■ Exercise details:
Only the lines of the data holding the string "assessment" need to be returned.

Data records START

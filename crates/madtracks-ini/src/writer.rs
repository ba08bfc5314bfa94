//! Serializes sections back to the .ini dialect.
//!
//! Output layout matches what the game writes: `Name = value` lines, numbers
//! in fixed-point notation with six decimals, and a blank line after each
//! section.

use std::fmt;
use std::path::Path;

use crate::error::Result;
use crate::parser::{IniFile, Parameter, Section, Value};

/// Format a number the way level files store it: fixed-point, 6 decimals.
pub fn float_format(value: f64) -> String {
    format!("{value:.6}")
}

impl fmt::Display for Value {
    fn fmt(&self, f: &mut fmt::Formatter<'_>) -> fmt::Result {
        match self {
            Value::Number(v) => f.write_str(&float_format(*v)),
            Value::Tuple(values) => {
                for (i, v) in values.iter().enumerate() {
                    if i > 0 {
                        f.write_str(",")?;
                    }
                    f.write_str(&float_format(*v))?;
                }
                Ok(())
            }
            Value::String(s) => write!(f, "\"{s}\""),
        }
    }
}

impl fmt::Display for Parameter {
    fn fmt(&self, f: &mut fmt::Formatter<'_>) -> fmt::Result {
        write!(f, "{} = {}", self.name, self.value)
    }
}

impl fmt::Display for Section {
    fn fmt(&self, f: &mut fmt::Formatter<'_>) -> fmt::Result {
        writeln!(f, "[{}]", self.name)?;
        for param in &self.params {
            writeln!(f, "{param}")?;
        }
        writeln!(f)
    }
}

impl fmt::Display for IniFile {
    fn fmt(&self, f: &mut fmt::Formatter<'_>) -> fmt::Result {
        for section in &self.sections {
            write!(f, "{section}")?;
        }
        Ok(())
    }
}

impl IniFile {
    /// Write the file to `path`.
    pub fn write(&self, path: impl AsRef<Path>) -> Result<()> {
        std::fs::write(path, self.to_string())?;
        Ok(())
    }
}

#[cfg(test)]
mod tests {
    use super::*;

    #[test]
    fn test_float_format() {
        assert_eq!(float_format(1.0), "1.000000");
        assert_eq!(float_format(-0.035014), "-0.035014");
        assert_eq!(float_format(1e-7), "0.000000");
        assert_eq!(float_format(123456789.0), "123456789.000000");
    }

    #[test]
    fn test_section_layout() {
        let section = Section::new("M_gris_rail_50.ini")
            .with("Position", Value::Tuple(vec![1.0, 2.5, -3.0]))
            .with("DirectionAT", Value::Tuple(vec![0.0, 0.0, 1.0]))
            .with("DirectionUp", Value::Tuple(vec![0.0, 1.0, 0.0]))
            .with("Filename", Value::String("M_gris_rail_50.ini".into()));
        let file = IniFile {
            sections: vec![section, Section::new("b.ini").with("Filename", Value::String("b.ini".into()))],
        };

        let expected = "[M_gris_rail_50.ini]\n\
            Position = 1.000000,2.500000,-3.000000\n\
            DirectionAT = 0.000000,0.000000,1.000000\n\
            DirectionUp = 0.000000,1.000000,0.000000\n\
            Filename = \"M_gris_rail_50.ini\"\n\
            \n\
            [b.ini]\n\
            Filename = \"b.ini\"\n\
            \n";
        assert_eq!(file.to_string(), expected);
    }

    #[test]
    fn test_written_file_parses_back_in_order() {
        let file = IniFile {
            sections: vec![
                Section::new("z.ini").with("Filename", Value::String("z.ini".into())),
                Section::new("a.ldo").with("Scale", Value::Number(2.0)),
                Section::new("z.ini").with("Filename", Value::String("z2.ini".into())),
            ],
        };
        let parsed = IniFile::parse(&file.to_string()).unwrap();
        assert_eq!(parsed, file);
    }
}
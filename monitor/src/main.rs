//! Dive Safety Monitor - snapshot replay
//!
//! Loads configuration, evaluates one poll snapshot and prints the alerts,
//! tide outlook and health assessment as JSON lines.

use std::sync::Arc;

use chrono::{Duration, Local, Utc};
use serde_json::json;
use tracing_subscriber::{layer::SubscriberExt, util::SubscriberInitExt};

use dive_safety_monitor::services::{AlertService, AlertSink, HealthService, TracingSink};
use dive_safety_monitor::{Config, PollSnapshot};
use shared::{evaluate_tides, AlertRecord, CooldownGate};

/// Logs each delivered alert and prints it on stdout
struct JsonLinesSink {
    log: TracingSink,
}

impl AlertSink for JsonLinesSink {
    fn deliver(&self, alert: &AlertRecord) {
        self.log.deliver(alert);
        println!("{}", json!({ "alert": alert }));
    }
}

#[tokio::main]
async fn main() -> anyhow::Result<()> {
    // Initialize tracing
    tracing_subscriber::registry()
        .with(
            tracing_subscriber::EnvFilter::try_from_default_env()
                .unwrap_or_else(|_| "dive_monitor=debug,dive_safety_monitor=debug".into()),
        )
        .with(tracing_subscriber::fmt::layer().with_writer(std::io::stderr))
        .init();

    // Load configuration
    dotenvy::dotenv().ok();
    let config = Config::load_or_default();

    tracing::info!("Starting Dive Safety Monitor");
    tracing::info!("Environment: {}", config.environment);

    let path = std::env::args()
        .nth(1)
        .or_else(|| config.monitor.snapshot_path.clone())
        .ok_or_else(|| anyhow::anyhow!("usage: dive-monitor <snapshot.json>"))?;

    tracing::info!("Replaying snapshot {}", path);
    let snapshot = PollSnapshot::from_path(&path)?;

    let now = match snapshot.observed_at {
        Some(observed_at) => observed_at,
        None => {
            let local = Local::now();
            local.with_timezone(local.offset())
        }
    };

    let gate = Arc::new(CooldownGate::new(Duration::seconds(config.cooldown.alert_secs)));
    let sink = Arc::new(JsonLinesSink { log: TracingSink });
    let alerts = AlertService::from_config(&config, gate, sink);
    alerts.start_monitoring();

    let emitted = alerts.check_all(&snapshot, now).await?;
    tracing::info!(count = emitted.len(), "Alert check finished");

    if let Some(outlook) = evaluate_tides(
        &snapshot.tides,
        &now,
        config.thresholds.tide_alert_horizon_hours,
    ) {
        println!("{}", json!({ "tide_outlook": outlook }));
    }

    if let Some(vitals) = &snapshot.vitals {
        let health = HealthService::from_config(&config);
        let assessment = health.assess(vitals, now.with_timezone(&Utc));
        println!("{}", json!({ "health": assessment }));
    }

    Ok(())
}
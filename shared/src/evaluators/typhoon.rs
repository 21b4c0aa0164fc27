//! Typhoon proximity evaluation

use chrono::{DateTime, Utc};
use serde::{Deserialize, Serialize};

use crate::geo::distance_km;
use crate::models::{AlertKind, AlertRecord, TyphoonForecastPoint, TyphoonTier, TyphoonTrack};
use crate::types::Coordinate;

/// Tracks considered per evaluation, most recently announced first
pub const DEFAULT_TYPHOON_BATCH_LIMIT: usize = 2;

/// (tier, max distance km, min wind m/s), most severe first
const TYPHOON_TIERS: [(TyphoonTier, f64, f64); 3] = [
    (TyphoonTier::Warning, 400.0, 25.0),
    (TyphoonTier::WatchUpgraded, 600.0, 20.0),
    (TyphoonTier::Monitoring, 1000.0, 15.0),
];

/// First tier whose distance AND wind conditions both hold
pub fn classify_typhoon_tier(distance_km: f64, wind_speed_ms: f64) -> Option<TyphoonTier> {
    TYPHOON_TIERS
        .iter()
        .find(|(_, max_distance, min_wind)| {
            distance_km <= *max_distance && wind_speed_ms >= *min_wind
        })
        .map(|(tier, _, _)| *tier)
}

/// A typhoon close and strong enough to alert on
#[derive(Debug, Clone, Serialize, Deserialize, PartialEq)]
pub struct TyphoonProximity {
    pub sequence_id: u32,
    pub tier: TyphoonTier,
    pub distance_km: f64,
    pub wind_speed_ms: f64,
    pub central_pressure_hpa: f64,
    pub location_label: String,
}

impl TyphoonProximity {
    pub fn message(&self) -> String {
        let seq = self.sequence_id;
        let distance = self.distance_km as i64;
        let wind = self.wind_speed_ms as i64;
        let pressure = self.central_pressure_hpa as i64;
        match self.tier {
            TyphoonTier::Warning => format!(
                "Typhoon No.{} approaching, {}km away!\nMax wind: {}m/s, central pressure: {}hPa\nLocation: {}",
                seq, distance, wind, pressure, self.location_label
            ),
            TyphoonTier::WatchUpgraded => format!(
                "Typhoon No.{} watch issued\nDistance: {}km, wind: {}m/s, pressure: {}hPa\nLocation: {}",
                seq, distance, wind, pressure, self.location_label
            ),
            TyphoonTier::Monitoring => format!(
                "Monitoring typhoon No.{}\nDistance: {}km, wind: {}m/s, pressure: {}hPa\n{}",
                seq, distance, wind, pressure, self.location_label
            ),
        }
    }

    pub fn to_alert(&self, at: DateTime<Utc>) -> AlertRecord {
        AlertRecord::new(AlertKind::Typhoon, self.tier.title(), self.message(), at)
    }
}

/// Assess one forecast point of typhoon `sequence_id`. Any missing numeric
/// field means no assessment.
pub fn assess_forecast(
    user: &Coordinate,
    sequence_id: u32,
    point: &TyphoonForecastPoint,
) -> Option<TyphoonProximity> {
    let position = point.position()?;
    let wind_speed_ms = point.wind_speed_ms?;
    let central_pressure_hpa = point.central_pressure_hpa?;

    let distance_km = distance_km(user, &position);
    let tier = classify_typhoon_tier(distance_km, wind_speed_ms)?;

    Some(TyphoonProximity {
        sequence_id,
        tier,
        distance_km,
        wind_speed_ms,
        central_pressure_hpa,
        location_label: point.location_label.clone(),
    })
}

/// Assess the latest forecast of the `batch_limit` most recently announced tracks
pub fn nearby_typhoons(
    user: &Coordinate,
    tracks: &[TyphoonTrack],
    batch_limit: usize,
) -> Vec<TyphoonProximity> {
    let mut recent: Vec<&TyphoonTrack> = tracks.iter().collect();
    recent.sort_by(|a, b| b.announced_at.cmp(&a.announced_at));

    recent
        .into_iter()
        .take(batch_limit)
        .filter_map(|track| {
            let latest = track.forecasts.first()?;
            assess_forecast(user, track.sequence_id, latest)
        })
        .collect()
}

/// One typhoon alert per qualifying track
pub fn evaluate_typhoons(
    user: &Coordinate,
    tracks: &[TyphoonTrack],
    batch_limit: usize,
    at: DateTime<Utc>,
) -> Vec<AlertRecord> {
    nearby_typhoons(user, tracks, batch_limit)
        .iter()
        .map(|proximity| proximity.to_alert(at))
        .collect()
}
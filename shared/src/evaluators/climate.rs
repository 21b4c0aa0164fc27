//! Climate anomaly classification

use chrono::{DateTime, Utc};
use serde::{Deserialize, Serialize};

use crate::models::{AlertKind, AlertRecord, AlertThresholds, WeatherReading};

pub const CLIMATE_ANOMALY_TITLE: &str = "⚠ Climate Anomaly ⚠";

/// Direction of a reading relative to its configured band
#[derive(Debug, Clone, Copy, Serialize, Deserialize, PartialEq, Eq)]
#[serde(rename_all = "snake_case")]
pub enum Severity {
    Low,
    High,
    Normal,
}

/// Result of classifying one reading. `reason` is set for every non-normal result.
#[derive(Debug, Clone, Serialize, Deserialize, PartialEq)]
pub struct ClimateCheck {
    pub severity: Severity,
    pub reason: Option<String>,
}

impl ClimateCheck {
    fn normal() -> Self {
        Self {
            severity: Severity::Normal,
            reason: None,
        }
    }

    fn anomaly(severity: Severity, reason: String) -> Self {
        Self {
            severity,
            reason: Some(reason),
        }
    }

    pub fn is_anomaly(&self) -> bool {
        self.severity != Severity::Normal
    }
}

pub fn classify_temperature(temperature_c: f64, thresholds: &AlertThresholds) -> ClimateCheck {
    if temperature_c < thresholds.temperature_min_c {
        ClimateCheck::anomaly(Severity::Low, format!("Low temp: {:.1}°C", temperature_c))
    } else if temperature_c > thresholds.temperature_max_c {
        ClimateCheck::anomaly(Severity::High, format!("High temp: {:.1}°C", temperature_c))
    } else {
        ClimateCheck::normal()
    }
}

pub fn classify_wind(wind_speed_ms: f64, thresholds: &AlertThresholds) -> ClimateCheck {
    if wind_speed_ms > thresholds.wind_speed_max_ms {
        ClimateCheck::anomaly(Severity::High, format!("High wind: {:.1}m/s", wind_speed_ms))
    } else {
        ClimateCheck::normal()
    }
}

pub fn classify_wave_height(wave_height_m: f64, thresholds: &AlertThresholds) -> ClimateCheck {
    if wave_height_m > thresholds.wave_height_max_m {
        ClimateCheck::anomaly(Severity::High, format!("High waves: {:.1}m", wave_height_m))
    } else {
        ClimateCheck::normal()
    }
}

/// Reasons for every anomalous field, in temperature, wind, wave order.
/// Missing fields are skipped.
pub fn climate_anomaly_reasons(reading: &WeatherReading, thresholds: &AlertThresholds) -> Vec<String> {
    let checks = [
        reading.temperature_c.map(|t| classify_temperature(t, thresholds)),
        reading.wind_speed_ms.map(|w| classify_wind(w, thresholds)),
        reading.wave_height_m.map(|h| classify_wave_height(h, thresholds)),
    ];

    checks
        .into_iter()
        .flatten()
        .filter_map(|check| check.reason)
        .collect()
}

/// One climate anomaly alert listing every anomalous reading, or `None`
pub fn evaluate_climate(
    reading: &WeatherReading,
    thresholds: &AlertThresholds,
    at: DateTime<Utc>,
) -> Option<AlertRecord> {
    let reasons = climate_anomaly_reasons(reading, thresholds);
    if reasons.is_empty() {
        return None;
    }
    Some(AlertRecord::new(
        AlertKind::ClimateAnomaly,
        CLIMATE_ANOMALY_TITLE,
        reasons.join(", "),
        at,
    ))
}

#[cfg(test)]
mod tests {
    use super::*;
    use chrono::TimeZone;
    use proptest::prelude::*;

    fn at() -> DateTime<Utc> {
        Utc.with_ymd_and_hms(2025, 8, 21, 3, 0, 0).unwrap()
    }

    #[test]
    fn test_classify_temperature() {
        let t = AlertThresholds::default();
        let low = classify_temperature(4.0, &t);
        assert_eq!(low.severity, Severity::Low);
        assert_eq!(low.reason.as_deref(), Some("Low temp: 4.0°C"));

        let high = classify_temperature(36.5, &t);
        assert_eq!(high.severity, Severity::High);
        assert_eq!(high.reason.as_deref(), Some("High temp: 36.5°C"));

        // Bounds are inclusive of normal
        assert_eq!(classify_temperature(5.0, &t), ClimateCheck::normal());
        assert_eq!(classify_temperature(35.0, &t), ClimateCheck::normal());
    }

    #[test]
    fn test_classify_wind_and_waves() {
        let t = AlertThresholds::default();
        assert!(!classify_wind(15.0, &t).is_anomaly());
        assert_eq!(
            classify_wind(15.1, &t).reason.as_deref(),
            Some("High wind: 15.1m/s")
        );
        assert!(!classify_wave_height(3.0, &t).is_anomaly());
        assert_eq!(
            classify_wave_height(4.2, &t).reason.as_deref(),
            Some("High waves: 4.2m")
        );
    }

    #[test]
    fn test_evaluate_climate_joins_reasons() {
        let reading = WeatherReading::new(38.0, 18.0, 3.5);
        let alert = evaluate_climate(&reading, &AlertThresholds::default(), at()).unwrap();
        assert_eq!(alert.kind, AlertKind::ClimateAnomaly);
        assert_eq!(alert.title, CLIMATE_ANOMALY_TITLE);
        assert_eq!(
            alert.message,
            "High temp: 38.0°C, High wind: 18.0m/s, High waves: 3.5m"
        );
        assert_eq!(alert.created_at, at());
    }

    #[test]
    fn test_evaluate_climate_normal_conditions() {
        let reading = WeatherReading::new(22.0, 4.0, 0.5);
        assert!(evaluate_climate(&reading, &AlertThresholds::default(), at()).is_none());
    }

    #[test]
    fn test_missing_fields_are_skipped() {
        let reading = WeatherReading {
            wave_height_m: Some(5.0),
            ..WeatherReading::default()
        };
        let alert = evaluate_climate(&reading, &AlertThresholds::default(), at()).unwrap();
        assert_eq!(alert.message, "High waves: 5.0m");

        assert!(evaluate_climate(&WeatherReading::default(), &AlertThresholds::default(), at()).is_none());
    }

    #[test]
    fn test_custom_thresholds() {
        let thresholds = AlertThresholds {
            wind_speed_max_ms: 8.0,
            ..AlertThresholds::default()
        };
        let reading = WeatherReading::new(20.0, 10.0, 1.0);
        let reasons = climate_anomaly_reasons(&reading, &thresholds);
        assert_eq!(reasons, vec!["High wind: 10.0m/s".to_string()]);
    }

    proptest! {
        #[test]
        fn prop_climate_reasons_idempotent(
            temp in -10.0f64..50.0,
            wind in 0.0f64..40.0,
            wave in 0.0f64..10.0,
        ) {
            let reading = WeatherReading::new(temp, wind, wave);
            let thresholds = AlertThresholds::default();
            let first = climate_anomaly_reasons(&reading, &thresholds);
            let second = climate_anomaly_reasons(&reading, &thresholds);
            prop_assert_eq!(&first, &second);
            prop_assert!(first.len() <= 3);
        }
    }
}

Data records END

■ Task result:
//! tide outlook and health assessment as JSON lines.
        let assessment = health.assess(vitals, now.with_timezone(&Utc));
        println!("{}", json!({ "health": assessment }));
/// field means no assessment.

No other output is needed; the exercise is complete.